The line containing "fn from_nested_array(items: &[Value])" marks the end, so write out exactly every line from the top of the entries below through that one.

--------------------------------------------------

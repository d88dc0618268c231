//! Shorthand → geometry conversion.
//!
//! Accepted inputs:
//! - Bare coordinate arrays, where nesting depth picks the kind:
//!   1 → Point, 2 → LineString, 3 → Polygon, 4 → GeometryCollection of polygons.
//! - A bare type string such as `"Sphere"` or `"Graticule"`.
//! - GeoJSON geometry objects, features and feature collections.
//! - `{"type": "Circle", center, radius, precision}`.
//! - `{"type": "Graticule", extent, extentMajor, extentMinor, step, stepMajor,
//!   stepMinor, precision, lines, outline}`.

use serde_json::{Map, Value};

use crate::generators::{Circle, Graticule};
use crate::shape::{GeoShape, Position, ShapeError};

pub fn to_geo_shape(value: &Value) -> Result<GeoShape, ShapeError> {
    match value {
        Value::Array(items) => from_nested_array(items),
        Value::String(ty) => from_object(ty, &Map::new()),
        Value::Object(obj) => {
            let ty = obj
                .get("type")
                .and_then(Value::as_str)
                .ok_or_else(|| ShapeError::Invalid("object without a string `type`".to_string()))?;
            from_object(ty, obj)
        }
        other => Err(ShapeError::Invalid(format!("unsupported value: {other}"))),
    }
}

/// Nesting depth of the first element chain: `[x, y]` is 1, `[[x, y]]` is 2.
fn depth(items: &[Value]) -> usize {
    match items.first() {
        Some(Value::Array(inner)) => 1 + depth(inner),
        _ => 1,
    }
}

fn from_nested_array(items: &[Value]) -> Result<GeoShape, ShapeError> {
    if items.is_empty() {
        return Err(ShapeError::Invalid("empty coordinate array".to_string()));
    }
    match depth(items) {
        1 => Ok(GeoShape::Point(position(items)?)),
        2 => Ok(GeoShape::LineString(positions(items)?)),
        3 => Ok(GeoShape::Polygon(rings(items)?)),
        _ => items
            .iter()
            .map(to_geo_shape)
            .collect::<Result<Vec<_>, _>>()
            .map(GeoShape::GeometryCollection),
    }
}

fn from_object(ty: &str, obj: &Map<String, Value>) -> Result<GeoShape, ShapeError> {
    match ty {
        "Sphere" => Ok(GeoShape::Sphere),
        "Point" => Ok(GeoShape::Point(position(coordinates(obj)?)?)),
        "MultiPoint" => Ok(GeoShape::MultiPoint(positions(coordinates(obj)?)?)),
        "LineString" => Ok(GeoShape::LineString(positions(coordinates(obj)?)?)),
        "MultiLineString" => Ok(GeoShape::MultiLineString(rings(coordinates(obj)?)?)),
        "Polygon" => Ok(GeoShape::Polygon(rings(coordinates(obj)?)?)),
        "MultiPolygon" => coordinates(obj)?
            .iter()
            .map(|p| rings(as_array(p)?))
            .collect::<Result<Vec<_>, _>>()
            .map(GeoShape::MultiPolygon),
        "GeometryCollection" => {
            // Standard GeoJSON uses `geometries`; the array shorthand nests
            // child shapes under `coordinates`.
            let children = obj
                .get("geometries")
                .or_else(|| obj.get("coordinates"))
                .ok_or_else(|| ShapeError::Invalid("collection without geometries".to_string()))?;
            as_array(children)?
                .iter()
                .map(to_geo_shape)
                .collect::<Result<Vec<_>, _>>()
                .map(GeoShape::GeometryCollection)
        }
        "Feature" => match obj.get("geometry") {
            Some(Value::Null) | None => Ok(GeoShape::GeometryCollection(Vec::new())),
            Some(geometry) => to_geo_shape(geometry),
        },
        "FeatureCollection" => {
            let features = obj
                .get("features")
                .ok_or_else(|| ShapeError::Invalid("feature collection without features".to_string()))?;
            as_array(features)?
                .iter()
                .map(to_geo_shape)
                .collect::<Result<Vec<_>, _>>()
                .map(GeoShape::GeometryCollection)
        }
        "Circle" => Ok(circle_from_options(obj)?.polygon()),
        "Graticule" => {
            let graticule = graticule_from_options(obj)?;
            if truthy(obj.get("lines")) {
                Ok(GeoShape::MultiLineString(graticule.lines()))
            } else if truthy(obj.get("outline")) {
                Ok(graticule.outline_polygon())
            } else {
                Ok(graticule.multi_line_string())
            }
        }
        other => Err(ShapeError::UnknownType(other.to_string())),
    }
}

fn circle_from_options(obj: &Map<String, Value>) -> Result<Circle, ShapeError> {
    let mut circle = Circle::default();
    if let Some(v) = option(obj, "center") {
        circle.center = position(as_array(v)?)?;
    }
    if let Some(v) = option(obj, "radius") {
        circle.radius = number(v)?;
    }
    if let Some(v) = option(obj, "precision") {
        circle.precision = number(v)?;
    }
    Ok(circle)
}

fn graticule_from_options(obj: &Map<String, Value>) -> Result<Graticule, ShapeError> {
    let mut graticule = Graticule::default();
    if let Some(v) = option(obj, "extent") {
        graticule = graticule.with_extent(extent(v)?);
    }
    if let Some(v) = option(obj, "extentMajor") {
        graticule.extent_major = extent(v)?;
    }
    if let Some(v) = option(obj, "extentMinor") {
        graticule.extent_minor = extent(v)?;
    }
    if let Some(v) = option(obj, "step") {
        graticule.step_minor = position(as_array(v)?)?;
    }
    if let Some(v) = option(obj, "stepMajor") {
        graticule.step_major = position(as_array(v)?)?;
    }
    if let Some(v) = option(obj, "stepMinor") {
        graticule.step_minor = position(as_array(v)?)?;
    }
    if let Some(v) = option(obj, "precision") {
        graticule.precision = number(v)?;
    }
    Ok(graticule)
}

/// Options only apply when present and truthy, so `0`, `false` and `null`
/// keep the generator default.
fn option<'a>(obj: &'a Map<String, Value>, key: &str) -> Option<&'a Value> {
    obj.get(key).filter(|v| truthy(Some(v)))
}

fn truthy(value: Option<&Value>) -> bool {
    match value {
        None | Some(Value::Null) => false,
        Some(Value::Bool(b)) => *b,
        Some(Value::Number(n)) => n.as_f64().is_some_and(|v| v != 0.0 && !v.is_nan()),
        Some(Value::String(s)) => !s.is_empty(),
        Some(Value::Array(_)) | Some(Value::Object(_)) => true,
    }
}

fn coordinates(obj: &Map<String, Value>) -> Result<&[Value], ShapeError> {
    let coords = obj
        .get("coordinates")
        .ok_or_else(|| ShapeError::Invalid("missing `coordinates`".to_string()))?;
    as_array(coords)
}

fn as_array(value: &Value) -> Result<&[Value], ShapeError> {
    value
        .as_array()
        .map(Vec::as_slice)
        .ok_or_else(|| ShapeError::Invalid(format!("expected an array, got {value}")))
}

fn number(value: &Value) -> Result<f64, ShapeError> {
    value
        .as_f64()
        .filter(|v| v.is_finite())
        .ok_or_else(|| ShapeError::Invalid(format!("expected a number, got {value}")))
}

/// `[lon, lat, ...]`; extra members (altitude) are ignored.
fn position(items: &[Value]) -> Result<Position, ShapeError> {
    match items {
        [lon, lat, ..] => Ok([number(lon)?, number(lat)?]),
        _ => Err(ShapeError::Invalid(format!(
            "position needs two numbers, got {} values",
            items.len()
        ))),
    }
}

fn positions(items: &[Value]) -> Result<Vec<Position>, ShapeError> {
    items.iter().map(|p| position(as_array(p)?)).collect()
}

fn rings(items: &[Value]) -> Result<Vec<Vec<Position>>, ShapeError> {
    items.iter().map(|r| positions(as_array(r)?)).collect()
}

fn extent(value: &Value) -> Result<[Position; 2], ShapeError> {
    match as_array(value)? {
        [min, max] => Ok([position(as_array(min)?)?, position(as_array(max)?)?]),
        other => Err(ShapeError::Invalid(format!(
            "extent needs two corners, got {}",
            other.len()
        ))),
    }
}

#[cfg(test)]
mod tests {
    use pretty_assertions::assert_eq;
    use serde_json::json;

    use super::to_geo_shape;
    use crate::generators::{Circle, Graticule};
    use crate::shape::{GeoShape, ShapeError};

    #[test]
    fn nesting_depth_selects_kind() {
        assert_eq!(
            to_geo_shape(&json!([10, 20])).unwrap(),
            GeoShape::Point([10.0, 20.0])
        );
        assert_eq!(
            to_geo_shape(&json!([[0, 0], [10, 10]])).unwrap(),
            GeoShape::LineString(vec![[0.0, 0.0], [10.0, 10.0]])
        );
        let square = json!([[[0, 0], [10, 0], [10, 10], [0, 0]]]);
        assert_eq!(
            to_geo_shape(&square).unwrap(),
            GeoShape::Polygon(vec![vec![
                [0.0, 0.0],
                [10.0, 0.0],
                [10.0, 10.0],
                [0.0, 0.0]
            ]])
        );
    }

    #[test]
    fn four_levels_become_collection_of_polygons() {
        let value = json!([
            [[[0, 0], [1, 0], [1, 1], [0, 0]]],
            [[[5, 5], [6, 5], [6, 6], [5, 5]]]
        ]);
        let GeoShape::GeometryCollection(children) = to_geo_shape(&value).unwrap() else {
            panic!("expected a collection");
        };
        assert_eq!(children.len(), 2);
        assert!(children.iter().all(|c| matches!(c, GeoShape::Polygon(_))));
    }

    #[test]
    fn bare_type_string_is_expanded() {
        assert_eq!(to_geo_shape(&json!("Sphere")).unwrap(), GeoShape::Sphere);
        assert_eq!(
            to_geo_shape(&json!("Graticule")).unwrap(),
            Graticule::default().multi_line_string()
        );
    }

    #[test]
    fn circle_options_are_applied() {
        let shape = to_geo_shape(&json!({
            "type": "Circle",
            "center": [20, 10],
            "radius": 5,
            "precision": 0
        }))
        .unwrap();
        let expected = Circle {
            center: [20.0, 10.0],
            radius: 5.0,
            ..Circle::default()
        }
        .polygon();
        assert_eq!(shape, expected);
    }

    #[test]
    fn graticule_outline_and_lines_flags() {
        let outline = to_geo_shape(&json!({"type": "Graticule", "outline": true})).unwrap();
        assert_eq!(outline, Graticule::default().outline_polygon());

        let lines = to_geo_shape(&json!({"type": "Graticule", "lines": true, "step": [30, 30]}))
            .unwrap();
        let GeoShape::MultiLineString(lines) = lines else {
            panic!("expected lines");
        };
        let graticule = Graticule {
            step_minor: [30.0, 30.0],
            ..Graticule::default()
        };
        assert_eq!(lines, graticule.lines());
    }

    #[test]
    fn geojson_objects_pass_through() {
        let feature = json!({
            "type": "Feature",
            "properties": {},
            "geometry": {"type": "MultiPoint", "coordinates": [[1, 2], [3, 4, 100]]}
        });
        assert_eq!(
            to_geo_shape(&feature).unwrap(),
            GeoShape::MultiPoint(vec![[1.0, 2.0], [3.0, 4.0]])
        );

        let collection = json!({
            "type": "GeometryCollection",
            "geometries": [{"type": "Point", "coordinates": [0, 0]}, "Sphere"]
        });
        assert_eq!(
            to_geo_shape(&collection).unwrap(),
            GeoShape::GeometryCollection(vec![GeoShape::Point([0.0, 0.0]), GeoShape::Sphere])
        );
    }

    #[test]
    fn rejects_bad_input() {
        assert!(matches!(
            to_geo_shape(&json!([])),
            Err(ShapeError::Invalid(_))
        ));
        assert!(matches!(
            to_geo_shape(&json!(["a", 1])),
            Err(ShapeError::Invalid(_))
        ));
        assert_eq!(
            to_geo_shape(&json!({"type": "Hexagon"})),
            Err(ShapeError::UnknownType("Hexagon".to_string()))
        );
        assert!(matches!(to_geo_shape(&json!(42)), Err(ShapeError::Invalid(_))));
    }
}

--------------------------------------------------

### Exercise response
repository d88dc0618268c231
//! Shorthand → geometry conversion.
//!
//! Accepted inputs:
//! - Bare coordinate arrays, where nesting depth picks the kind:
//!   1 → Point, 2 → LineString, 3 → Polygon, 4 → GeometryCollection of polygons.
//! - A bare type string such as `"Sphere"` or `"Graticule"`.
//! - GeoJSON geometry objects, features and feature collections.
//! - `{"type": "Circle", center, radius, precision}`.
//! - `{"type": "Graticule", extent, extentMajor, extentMinor, step, stepMajor,
//!   stepMinor, precision, lines, outline}`.

use serde_json::{Map, Value};

use crate::generators::{Circle, Graticule};
use crate::shape::{GeoShape, Position, ShapeError};

pub fn to_geo_shape(value: &Value) -> Result<GeoShape, ShapeError> {
    match value {
        Value::Array(items) => from_nested_array(items),
        Value::String(ty) => from_object(ty, &Map::new()),
        Value::Object(obj) => {
            let ty = obj
                .get("type")
                .and_then(Value::as_str)
                .ok_or_else(|| ShapeError::Invalid("object without a string `type`".to_string()))?;
            from_object(ty, obj)
        }
        other => Err(ShapeError::Invalid(format!("unsupported value: {other}"))),
    }
}

/// Nesting depth of the first element chain: `[x, y]` is 1, `[[x, y]]` is 2.
fn depth(items: &[Value]) -> usize {
    match items.first() {
        Some(Value::Array(inner)) => 1 + depth(inner),
        _ => 1,
    }
}

fn from_nested_array(items: &[Value]) -> Result<GeoShape, ShapeError> {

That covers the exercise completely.